Mueller–Hinton agar is a microbiological growth medium that is commonly used for antibiotic susceptibility testing, specifically disk diffusion tests. It is also used to isolate and maintain Neisseria and Moraxella species.

It typically contains:
- 2.0 g beef extract
- 17.5 g casein hydrolysate
- 1.5 g starch
- 17.0 g agar
- 1 liter of distilled water.
- pH adjusted to neutral at 25 °C.

Five percent sheep's blood and nicotinamide adenine dinucleotide may also be added when susceptibility testing is done on Streptococcus and Campylobacter species.
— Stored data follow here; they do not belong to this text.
//! Audit trail and approval flow against the in-memory tracker.

use crate::in_memory::helpers::{TestTracker, actor, move_to, task, tracker, tracker_with};
use precedence::status::{
    domain::{ApprovalPolicy, StatusDomainError, TaskStatus, TriggerKind},
    services::StatusTransitionError,
};
use precedence::tracker::{TrackerConfig, TrackerError};
use rstest::rstest;

#[rstest]
#[tokio::test]
async fn history_is_restartable_and_oldest_first(tracker: TestTracker) {
    for status in [
        TaskStatus::InProgress,
        TaskStatus::Blocked,
        TaskStatus::InProgress,
    ] {
        tracker
            .transition(move_to(1, status))
            .await
            .expect("legal transition");
    }

    let first = tracker.history(&task(1)).await.expect("read");
    let second = tracker.history(&task(1)).await.expect("read");

    assert_eq!(first, second);
    let targets: Vec<_> = first.iter().map(|record| record.to_status()).collect();
    assert_eq!(
        targets,
        vec![
            TaskStatus::InProgress,
            TaskStatus::Blocked,
            TaskStatus::InProgress
        ]
    );
}

#[rstest]
#[tokio::test]
async fn timeout_transitions_are_automated(tracker: TestTracker) {
    let record = tracker
        .transition(
            move_to(1, TaskStatus::Cancelled)
                .with_trigger(TriggerKind::Timeout)
                .with_reason("stale for 30 days"),
        )
        .await
        .expect("legal transition");

    assert!(record.automated());
    assert_eq!(record.reason(), Some("stale for 30 days"));
}

#[rstest]
#[tokio::test]
async fn completed_tasks_are_immutable(tracker: TestTracker) {
    for status in [
        TaskStatus::InProgress,
        TaskStatus::PendingVerification,
        TaskStatus::VerificationComplete,
        TaskStatus::Completed,
    ] {
        tracker
            .transition(move_to(1, status))
            .await
            .expect("legal transition");
    }

    for target in TaskStatus::ALL {
        let result = tracker.transition(move_to(1, target)).await;

        assert!(
            matches!(
                result,
                Err(TrackerError::Status(StatusTransitionError::Domain(
                    StatusDomainError::TerminalState {
                        status: TaskStatus::Completed,
                        ..
                    }
                )))
            ),
            "completed -> {target} was not refused"
        );
    }
    assert_eq!(tracker.history(&task(1)).await.expect("read").len(), 4);
}

#[rstest]
#[tokio::test]
async fn cancelled_tasks_are_immutable(tracker: TestTracker) {
    tracker
        .transition(move_to(1, TaskStatus::InProgress))
        .await
        .expect("legal transition");
    tracker
        .transition(move_to(1, TaskStatus::Cancelled))
        .await
        .expect("legal transition");

    for target in TaskStatus::ALL {
        let result = tracker.transition(move_to(1, target)).await;

        assert!(
            matches!(
                result,
                Err(TrackerError::Status(StatusTransitionError::Domain(
                    StatusDomainError::TerminalState {
                        status: TaskStatus::Cancelled,
                        ..
                    }
                )))
            ),
            "cancelled -> {target} was not refused"
        );
    }
    assert_eq!(tracker.history(&task(1)).await.expect("read").len(), 2);
    assert_eq!(
        tracker.current_status(&task(1)).await.expect("read"),
        TaskStatus::Cancelled
    );
}

#[rstest]
#[tokio::test]
async fn policy_gated_completion_needs_approval() {
    let config = TrackerConfig {
        approval: ApprovalPolicy::requiring([TaskStatus::Completed]),
        ..TrackerConfig::default()
    };
    let tracker = tracker_with(2, config);
    for status in [
        TaskStatus::InProgress,
        TaskStatus::PendingVerification,
        TaskStatus::VerificationComplete,
        TaskStatus::Completed,
    ] {
        tracker
            .transition(move_to(1, status))
            .await
            .expect("legal transition");
    }
    let pending = tracker
        .pending_approval(&task(1))
        .await
        .expect("read")
        .expect("completion awaits approval");

    let blocked = tracker.transition(move_to(1, TaskStatus::InProgress)).await;
    assert!(matches!(
        blocked,
        Err(TrackerError::Status(
            StatusTransitionError::ApprovalAlreadyPending { .. }
        ))
    ));

    tracker
        .approve(pending.id(), actor("lead"))
        .await
        .expect("pending record");
    assert_eq!(
        tracker.current_status(&task(1)).await.expect("read"),
        TaskStatus::Completed
    );
    assert!(
        tracker
            .allowed_transitions(&task(1))
            .await
            .expect("read")
            .is_empty()
    );
}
It has a few properties that make it excellent for antibiotic use. First of all, it is a nonselective, nondifferential medium. This means that almost all organisms plated on it will grow. Additionally, it contains starch. Starch is known to absorb toxins released from bacteria, so that they cannot interfere with the antibiotics. Second, it is a loose agar. This allows for better diffusion of the antibiotics than most other plates. A better diffusion leads to a truer zone of inhibition.

Mueller–Hinton agar was codeveloped by the microbiologist John Howard Mueller and the veterinary scientist Jane Hinton at Harvard University as a culture for gonococcus and meningococcus. They copublished the method in 1941.